On Monday password manager service LastPass admitted it had been the target of a hack.

Experts recommend password managers like LastPass as the easiest way to generate unique, strong security codes for every one of your online accounts---which sounds great, until that password manager itself is cracked, potentially offering attackers access to all the accounts it was designed to protect.

The Hack

On Monday password manager service LastPass admitted it had been the target of a hack that accessed its users' email addresses, encrypted master passwords, and the reminder words and phrases that the service asks users to create for those master passwords.

Who's Affected

The company says the cryptographic protections it has in place on those master passwords---which include "hashing" and "salting" functions designed to make cracking the underlying passwords nearly impossible---are enough to protect almost all of its users. But those with simple passwords or ones reused from other sites could still be vulnerable. "We are confident that our encryption measures are sufficient to protect the vast majority of users," LastPass CEO Joe Siegrist wrote in a note to customers. "Nonetheless, we are taking additional measures to ensure that your data remains secure, and users will be notified via email."

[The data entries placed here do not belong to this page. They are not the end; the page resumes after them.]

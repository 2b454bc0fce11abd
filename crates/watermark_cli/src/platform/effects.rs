use std::path::PathBuf;

use watermark_core::{DetectResult, Effect, EmbedResult, Msg, SelectedFile, WorkflowKind};
use watermark_engine::{
    ClientSettings, Endpoint, EngineError, EngineEvent, EngineHandle, RetrieveError,
    SubmitResponse, UploadFile,
};
use watermark_logging::{wm_debug, wm_info};

/// Something the engine finished, translated for the session loop.
#[derive(Debug)]
pub enum Incoming {
    Msg(Msg),
    Retrieved {
        reference: String,
        result: Result<PathBuf, RetrieveError>,
    },
}

pub struct EffectRunner {
    engine: EngineHandle,
}

impl EffectRunner {
    pub fn new(settings: ClientSettings, output_dir: PathBuf) -> Result<Self, EngineError> {
        Ok(Self {
            engine: EngineHandle::new(settings, output_dir)?,
        })
    }

    /// Hands effects to the engine. Returns how many retrievals were started.
    pub fn run(&self, effects: Vec<Effect>) -> usize {
        let mut retrievals = 0;
        for effect in effects {
            match effect {
                Effect::Submit {
                    request_id,
                    workflow,
                    files,
                } => {
                    wm_info!(
                        "submitting {} file(s) to {workflow} as request {request_id}",
                        files.len()
                    );
                    let uploads = files.into_iter().map(upload_file).collect();
                    self.engine.submit(request_id, endpoint_for(workflow), uploads);
                }
                Effect::Retrieve {
                    reference,
                    display_name,
                } => {
                    wm_debug!("retrieving {reference} as {display_name}");
                    self.engine.retrieve(reference, display_name);
                    retrievals += 1;
                }
            }
        }
        retrievals
    }

    /// Blocks for the next engine event. `None` once the engine is gone.
    pub fn next(&self) -> Option<Incoming> {
        self.engine.recv().map(event_to_incoming)
    }
}

fn upload_file(file: SelectedFile) -> UploadFile {
    UploadFile {
        path: file.source,
        entry_name: file.relative_path,
        media_type: file.media_type,
    }
}

fn endpoint_for(workflow: WorkflowKind) -> Endpoint {
    match workflow {
        WorkflowKind::Embed => Endpoint::Embed,
        WorkflowKind::Detect => Endpoint::Detect,
    }
}

fn workflow_for(endpoint: Endpoint) -> WorkflowKind {
    match endpoint {
        Endpoint::Embed => WorkflowKind::Embed,
        Endpoint::Detect => WorkflowKind::Detect,
    }
}

pub(crate) fn event_to_incoming(event: EngineEvent) -> Incoming {
    match event {
        EngineEvent::SubmissionCompleted {
            request_id,
            endpoint,
            result,
        } => {
            let msg = match result {
                Ok(SubmitResponse::Embed(envelope)) => Msg::EmbedSucceeded {
                    request_id,
                    results: envelope
                        .results
                        .into_iter()
                        .map(|item| EmbedResult {
                            filename: item.filename,
                            download_ref: item.download_url,
                            rms: item.rms,
                            si_snr: item.si_snr,
                        })
                        .collect(),
                    archive_ref: envelope.zip_download_url,
                },
                Ok(SubmitResponse::Detect(envelope)) => Msg::DetectSucceeded {
                    request_id,
                    results: envelope
                        .results
                        .into_iter()
                        .map(|item| DetectResult {
                            filename: item.filename,
                            probability: item.probability,
                            is_watermarked: item.is_watermarked,
                        })
                        .collect(),
                },
                Err(err) => Msg::SubmissionFailed {
                    workflow: workflow_for(endpoint),
                    request_id,
                    message: err.message,
                },
            };
            Incoming::Msg(msg)
        }
        EngineEvent::RetrievalCompleted { reference, result } => {
            Incoming::Retrieved { reference, result }
        }
    }
}

#[cfg(test)]
mod tests {
    use pretty_assertions::assert_eq;
    use watermark_engine::{
        DetectEnvelope, DetectItem, EmbedEnvelope, EmbedItem, FailureKind, SubmitError,
    };

    use super::*;

    fn expect_msg(incoming: Incoming) -> Msg {
        match incoming {
            Incoming::Msg(msg) => msg,
            other => panic!("expected msg, got {other:?}"),
        }
    }

    #[test]
    fn embed_envelope_becomes_embed_success() {
        let event = EngineEvent::SubmissionCompleted {
            request_id: 4,
            endpoint: Endpoint::Embed,
            result: Ok(SubmitResponse::Embed(EmbedEnvelope {
                results: vec![EmbedItem {
                    filename: "a.wav".to_string(),
                    download_url: "/embed/download/a_wm.wav".to_string(),
                    rms: 0.5,
                    si_snr: 30.0,
                }],
                zip_download_url: Some("/embed/download/all.zip".to_string()),
            })),
        };

        assert_eq!(
            expect_msg(event_to_incoming(event)),
            Msg::EmbedSucceeded {
                request_id: 4,
                results: vec![EmbedResult {
                    filename: "a.wav".to_string(),
                    download_ref: "/embed/download/a_wm.wav".to_string(),
                    rms: 0.5,
                    si_snr: 30.0,
                }],
                archive_ref: Some("/embed/download/all.zip".to_string()),
            }
        );
    }

    #[test]
    fn detect_envelope_becomes_detect_success() {
        let event = EngineEvent::SubmissionCompleted {
            request_id: 2,
            endpoint: Endpoint::Detect,
            result: Ok(SubmitResponse::Detect(DetectEnvelope {
                results: vec![DetectItem {
                    filename: "b.flac".to_string(),
                    probability: 0.1,
                    is_watermarked: false,
                }],
            })),
        };

        assert_eq!(
            expect_msg(event_to_incoming(event)),
            Msg::DetectSucceeded {
                request_id: 2,
                results: vec![DetectResult {
                    filename: "b.flac".to_string(),
                    probability: 0.1,
                    is_watermarked: false,
                }],
            }
        );
    }

    #[test]
    fn failures_keep_their_workflow_and_message() {
        let event = EngineEvent::SubmissionCompleted {
            request_id: 9,
            endpoint: Endpoint::Detect,
            result: Err(SubmitError {
                kind: FailureKind::HttpStatus(422),
                message: "body.files.0: Unsupported format".to_string(),
            }),
        };

        assert_eq!(
            expect_msg(event_to_incoming(event)),
            Msg::SubmissionFailed {
                workflow: WorkflowKind::Detect,
                request_id: 9,
                message: "body.files.0: Unsupported format".to_string(),
            }
        );
    }

    #[test]
    fn selected_files_map_to_uploads() {
        let upload = upload_file(SelectedFile {
            source: PathBuf::from("/tmp/album/a.wav"),
            relative_path: "album/a.wav".to_string(),
            media_type: None,
        });

        assert_eq!(upload.entry_name, "album/a.wav");
        assert_eq!(upload.path, PathBuf::from("/tmp/album/a.wav"));
        assert_eq!(endpoint_for(WorkflowKind::Embed), Endpoint::Embed);
    }
}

Those additional measures include resetting master passwords and requiring people to verify themselves by email when they log in from a new device, unless they use two-factor authentication. If you don't already use two-factor authentication on your password manager, you probably should.

How Serious Is This?

That depends. The severity of this latest LastPass's hack---the first it's experienced since it admitted to an earlier possible breach in 2011---is contingent on both the strength of a person's master passwords and how long the breach went undetected. Given the encryption that LastPass describes, a strong, truly random master password is likely safe, says Joseph Bonneau, a Stanford cryptography researcher who's focused on password security.

But "this is still pretty bad," says Bonneau, particularly for users with weak passwords that are vulnerable to guessing. "If they can brute force any master passwords, the attackers could extract password vaults and decrypt them for lots of users or some high value targets."

LastPass says it detected the attack on Friday, just days before it reset users' passwords, required email verification, and alerted law enforcement and security forensics experts. But if the attack had persisted for any period of time undetected before that, it's possible that even stronger master passwords could have been compromised, Bonneau says. Right now, we just don't know how long the hack lasted. "It really depends on how quickly [Lastpass] discovered this, and we don’t have any information on that," Bonneau says.

The incident, says Bonneau, should serve as a reminder that anyone who relies on a password manager for their online security should make that master password as long and random as possible. "It’s really important when you use a master password that password be really strong," says Bonneau. "At the end of the day, that’s the only safe way to use this kind of password vault."